TASK DESCRIPTION | From the first line of the entries below to the line with "one maps to", give each line again exactly.

RECORD SET |
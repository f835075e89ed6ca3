//! Response decoder

use tracing::{debug, trace};
use valnote_core::Value;

use crate::error::{DecodeError, DecodeResult};
use crate::grammar;

/// Tags that open an error response, with the variant each one maps to
const ERROR_TAGS: [(&str, fn(String) -> DecodeError); 3] = [
    ("SyntaxError:", DecodeError::SyntaxError),
    ("RuntimeError:", DecodeError::RuntimeError),
    ("AuthenticationError:", DecodeError::AuthenticationError),
];

/// Decode one response line (without its `\n`) into a value.
///
/// Productions are tried in a fixed order: null, boolean, character,
/// integer, float, string, vector, set, dictionary, tuple. A response that
/// matches none of them is either a tagged server error or malformed.
pub fn decode(literal: &str) -> DecodeResult<Value> {
    if let Some(value) = grammar::parse_literal(literal) {
        trace!(literal, "Decoded response");
        return value;
    }

    let err = classify_error(literal);
    debug!(error = %err, "Response is not a value");
    Err(err)
}

/// Map a response that is not a value onto its error variant
fn classify_error(literal: &str) -> DecodeError {
    ERROR_TAGS
        .iter()
        .find(|(tag, _)| literal.starts_with(tag))
        .map(|(_, variant)| variant(literal.to_string()))
        .unwrap_or_else(|| DecodeError::MalformedLiteral(literal.to_string()))
}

REPLY |
repository f835075e89ed6ca3
//! Response decoder

use tracing::{debug, trace};
use valnote_core::Value;

use crate::error::{DecodeError, DecodeResult};
use crate::grammar;

/// Tags that open an error response, with the variant each one maps to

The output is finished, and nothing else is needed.